◆ Problem to work on ◆
Search the data for "overlaps". Return each matching line.

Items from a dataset
impl Recorder {
    fn with_session_time(session_time: Duration) -> Self {
        Recorder {
            session_time,
            ..Default::default()
        }
    }

    async fn lifecycle(&self, hook: &str, ctx: &WaveContext) {
        if self.in_lifecycle.swap(true, Ordering::SeqCst) {
            self.overlaps.fetch_add(1, Ordering::SeqCst);
        }
        self.hooks
            .lock()
            .unwrap()
            .push(format!("{hook}:{}", ctx.sweep()));
        sleep(Duration::from_millis(2)).await;
        self.in_lifecycle.store(false, Ordering::SeqCst);
    }

    fn count(&self, hook: &str) -> usize {
        let prefix = format!("{hook}:");
        self.hooks
            .lock()
            .unwrap()
            .iter()
            .filter(|h| h.starts_with(&prefix))
            .count()
    }

    fn sessions(&self) -> usize { self.sessions.load(Ordering::SeqCst) }
}

#[async_trait::async_trait]
impl Plugin for Recorder {
    fn name(&self) -> &'static str { "recorder" }

    async fn init(&self, ctx: &WaveContext) { self.lifecycle("init", ctx).await; }

    async fn start(&self, ctx: &WaveContext) { self.lifecycle("start", ctx).await; }

    async fn pause(&self, ctx: &WaveContext) { self.lifecycle("pause", ctx).await; }

    async fn unpause(&self, ctx: &WaveContext) { self.lifecycle("unpause", ctx).await; }

    async fn end(&self, ctx: &WaveContext) { self.lifecycle("end", ctx).await; }

    async fn session(&self, _ctx: &WaveContext, item: &str) {
        let now = self.in_flight.fetch_add(1, Ordering::SeqCst) + 1;
        self.peak.fetch_max(now, Ordering::SeqCst);
        if !self.session_time.is_zero() {
            sleep(self.session_time).await;
        }
        *self.items.lock().unwrap().entry(item.to_owned()).or_default() += 1;
        self.sessions.fetch_add(1, Ordering::SeqCst);
        self.in_flight.fetch_sub(1, Ordering::SeqCst);
    }
}

fn hosts(n: usize) -> Vec<String> { (0..n).map(|i| format!("host-{i}")).collect() }

fn wave_with(config: WaveConfig, recorder: &Arc<Recorder>) -> Wave {
    tidal_common_telemetry::init_default_ut_logging();
    let wave = Wave::new(config);
    wave.add_plugin(recorder.clone());
    wave
}

async fn wait_for(mut done: impl FnMut() -> bool) {
    timeout(Duration::from_secs(10), async {
        while !done() {
            sleep(Duration::from_millis(5)).await;
        }
    })
    .await
    .expect("condition not reached in time");
}

#[tokio::test(flavor = "multi_thread", worker_threads = 4)]
async fn test_single_sweep_processes_each_item_once() {
    let recorder = Arc::new(Recorder::with_session_time(Duration::from_millis(5)));
    let wave = wave_with(
        WaveConfig::builder()
            .items(hosts(10))
            .concurrency(2)
            .name("single")
            .build(),
        &recorder,
    );

    let first = Arc::new(AtomicUsize::new(0));
    let second = Arc::new(AtomicUsize::new(0));
    let stops = Arc::new(Mutex::new(Vec::new()));
    for counter in [first.clone(), second.clone()] {
        wave.after_each(move |_| {
            counter.fetch_add(1, Ordering::SeqCst);
        });
    }
    let sink = stops.clone();
    wave.on_stop(move |reason| sink.lock().unwrap().push(reason));

    let mut sweeps = wave.start().await.unwrap();
    let summary = sweeps.next().await.unwrap();
    assert!(sweeps.next().await.is_none());
    wave.wait().await;

    assert_eq!(summary.sweep, 1);
    assert_eq!(summary.items, 10);
    assert_eq!(summary.sessions, 10);
    assert_eq!(summary.panics, 0);
    assert_eq!(recorder.sessions(), 10);
    let items = recorder.items.lock().unwrap();
    assert_eq!(items.len(), 10);
    assert!(items.values().all(|&n| n == 1));
    drop(items);

    assert!(recorder.peak.load(Ordering::SeqCst) <= 2);
    assert_eq!(recorder.count("init"), 1);
    assert_eq!(recorder.count("start"), 1);
    assert_eq!(recorder.count("end"), 1);
    assert_eq!(first.load(Ordering::SeqCst), 1);
    assert_eq!(second.load(Ordering::SeqCst), 1);
    assert_eq!(*stops.lock().unwrap(), vec![StopReason::Completed]);
    assert!(!wave.is_paused());
}

#[tokio::test]
async fn test_invalid_configuration_has_no_side_effects() {
    let recorder = Arc::new(Recorder::default());
    let wave = wave_with(
        WaveConfig::builder().items(hosts(3)).concurrency(0).build(),
        &recorder,
    );
    let err = wave.start().await.unwrap_err();
    assert!(matches!(err, WaveError::InvalidConfiguration { .. }));

    let unnamed = wave_with(
        WaveConfig::builder().items(hosts(3)).concurrency(1).name("").build(),
        &recorder,
    );
    let err = unnamed.start().await.unwrap_err();
    assert!(matches!(err, WaveError::InvalidConfiguration { .. }));

    sleep(Duration::from_millis(20)).await;
    assert!(recorder.hooks.lock().unwrap().is_empty());
    assert_eq!(recorder.sessions(), 0);
    assert!(matches!(wave.pause().await, Err(WaveError::NeverStarted { .. })));
}

#[tokio::test(flavor = "multi_thread", worker_threads = 4)]
async fn test_init_fires_once_across_repeats() {
    let recorder = Arc::new(Recorder::default());
    let wave = wave_with(
        WaveConfig::builder()
            .items(hosts(3))
            .concurrency(2)
            .repeat(true)
            .build(),
        &recorder,
    );

    let mut sweeps = wave.start().await.unwrap();
    for expected in 1..=3 {
        assert_eq!(sweeps.next().await.unwrap().sweep, expected);
    }
    wave.stop().await.unwrap();

    assert_eq!(recorder.count("init"), 1);
    assert!(recorder.count("start") >= 3);
    assert!(recorder.count("end") >= 3);
    let hooks = recorder.hooks.lock().unwrap();
    assert_eq!(hooks.first().map(String::as_str), Some("init:0"));
    assert_eq!(recorder.overlaps.load(Ordering::SeqCst), 0);
}

#[tokio::test(flavor = "multi_thread", worker_threads = 4)]
async fn test_pause_holds_back_remaining_items() {
    let recorder = Arc::new(Recorder::with_session_time(Duration::from_millis(20)));
    let wave = wave_with(
        WaveConfig::builder().items(hosts(20)).concurrency(2).build(),
        &recorder,
    );

    wave.start().await.unwrap();
    wait_for(|| recorder.sessions() >= 2).await;
    wave.pause().await.unwrap();
    assert!(wave.is_paused());

    // In-flight sessions finish, then nothing new is claimed.
    sleep(Duration::from_millis(80)).await;
    let parked = recorder.sessions();
    sleep(Duration::from_millis(120)).await;
    assert_eq!(recorder.sessions(), parked);
    assert!(parked < 20);
    assert_eq!(recorder.in_flight.load(Ordering::SeqCst), 0);

    wave.resume().await.unwrap();
    assert!(!wave.is_paused());
    wave.wait().await;

    assert_eq!(recorder.sessions(), 20);
    assert!(recorder.items.lock().unwrap().values().all(|&n| n == 1));
    assert_eq!(recorder.count("pause"), 1);
    assert_eq!(recorder.count("unpause"), 1);
    assert_eq!(recorder.count("end"), 1);
}

#[tokio::test(flavor = "multi_thread", worker_threads = 4)]
async fn test_repeat_honours_wait_interval() {
    let recorder = Arc::new(Recorder::default());
    let wait = Duration::from_millis(100);
    let wave = wave_with(
        WaveConfig::builder()
            .items(hosts(2))
            .concurrency(2)
            .repeat(true)
            .wait_interval(wait)
            .build(),
        &recorder,
    );

    let mut sweeps = wave.start().await.unwrap();
    let mut completed_at = Vec::new();
    for _ in 0..3 {
        sweeps.next().await.unwrap();
        completed_at.push(Instant::now());
    }
    wave.stop().await.unwrap();

    for pair in completed_at.windows(2) {
        assert!(pair[1].duration_since(pair[0]) >= wait);
    }
    assert_eq!(recorder.count("init"), 1);
}

#[tokio::test(flavor = "multi_thread", worker_threads = 4)]
async fn test_pause_during_wait_holds_the_next_cohort() {
    let recorder = Arc::new(Recorder::default());
    let wave = wave_with(
        WaveConfig::builder()
            .items(hosts(3))
            .concurrency(2)
            .repeat(true)
            .wait_interval(Duration::from_millis(150))
            .build(),
        &recorder,
    );

    let mut sweeps = wave.start().await.unwrap();
    assert_eq!(sweeps.next().await.unwrap().sessions, 3);
    wave.pause().await.unwrap();

    // The second sweep launches after the interval, but every worker starts
    // out idle.
    sleep(Duration::from_millis(400)).await;
    assert_eq!(recorder.count("start"), 2);
    assert_eq!(recorder.sessions(), 3);
    assert!(wave.is_paused());

    wave.resume().await.unwrap();
    let second = sweeps.next().await.unwrap();
    assert_eq!(second.sweep, 2);
    assert_eq!(second.sessions, 3);
    wave.stop().await.unwrap();

    assert!(recorder.items.lock().unwrap().values().all(|&n| n >= 2));
}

◆ Answer below ◆
            self.overlaps.fetch_add(1, Ordering::SeqCst);
    assert_eq!(recorder.overlaps.load(Ordering::SeqCst), 0);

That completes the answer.